Home > Classic, Fiction, News > J.D. Salinger’s Legacy Lives On

J.D. Salinger’s Legacy Lives On

New cover design by UK publisher Hamish Hamilton

New cover design by UK publisher Hamish Hamilton.

Beloved, yet reclusive, author J.D. Salinger passed away on Wednesday at the age of 91. Though he had not published new material or made public appearances in decades, he was still considered an icon of American literature. Salinger published just four books between the years of 1951 and 1963: The Catcher in the Rye, Nine Stories, Franny and Zooey and Raise High the Roof Beam, Carpenters and Seymour: An Introduction, and published his last short story in 1965. His first (and only) full length novel, The Catcher in the Rye, shot him to fame and forced him into the limelight he would soon come to abhor. With 16-year-old Holden Caulfield’s angry and honest narration, The Catcher in the Rye, stuck a chord with young people around the world, and inspired generations. The Guardian credits him with “inventing the 20th-century teenager”.

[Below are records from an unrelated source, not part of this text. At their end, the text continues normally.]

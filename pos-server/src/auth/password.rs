//! Password hashing (argon2)

use argon2::{
    Argon2,
    password_hash::{PasswordHash, PasswordHasher, PasswordVerifier, SaltString, rand_core::OsRng},
};

/// Hash a plaintext password for storage
pub fn hash_password(password: &str) -> Result<String, argon2::password_hash::Error> {
    let salt = SaltString::generate(&mut OsRng);
    let argon2 = Argon2::default();
    let password_hash = argon2.hash_password(password.as_bytes(), &salt)?;
    Ok(password_hash.to_string())
}

/// Verify a plaintext password against a stored hash
pub fn verify_password(
    password: &str,
    stored_hash: &str,
) -> Result<bool, argon2::password_hash::Error> {
    let parsed_hash = PasswordHash::new(stored_hash)?;
    Ok(Argon2::default()
        .verify_password(password.as_bytes(), &parsed_hash)
        .is_ok())
}

#[cfg(test)]
mod tests {
    use super::*;

    #[test]
    fn test_hash_and_verify() {
        let hash = hash_password("hunter22").expect("hashing failed");
        assert_ne!(hash, "hunter22");
        assert!(verify_password("hunter22", &hash).unwrap());
        assert!(!verify_password("hunter23", &hash).unwrap());
    }
}
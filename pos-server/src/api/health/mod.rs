//! Health check endpoint

use axum::{Json, Router, routing::get};
use serde::Serialize;

use crate::core::ServerState;

#[derive(Debug, Serialize)]
struct Health {
    status: &'static str,
    version: &'static str,
}

async fn health() -> Json<Health> {
    Json(Health {
        status: "ok",
        version: env!("CARGO_PKG_VERSION"),
    })
}

pub fn router() -> Router<ServerState> {
    Router::new().route("/api/health", get(health))
}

Through his short stories, Salinger also painted a poignant portrait of the Glass family. The author wove threads of his own life into these characters, making them all the more three dimensional. Salinger joined the U.S. Army in 1942 and fought in the D-Day attack on Normandy and the Battle of the Bulge. The stress of combat caused him to be hospitalized in 1945 for a nervous breakdown. Salinger drew on this real-life trauma to write A Perfect Day for Bananafish, which centers on Seymour Glass, plagued with post-traumatic stress after returning home from the war.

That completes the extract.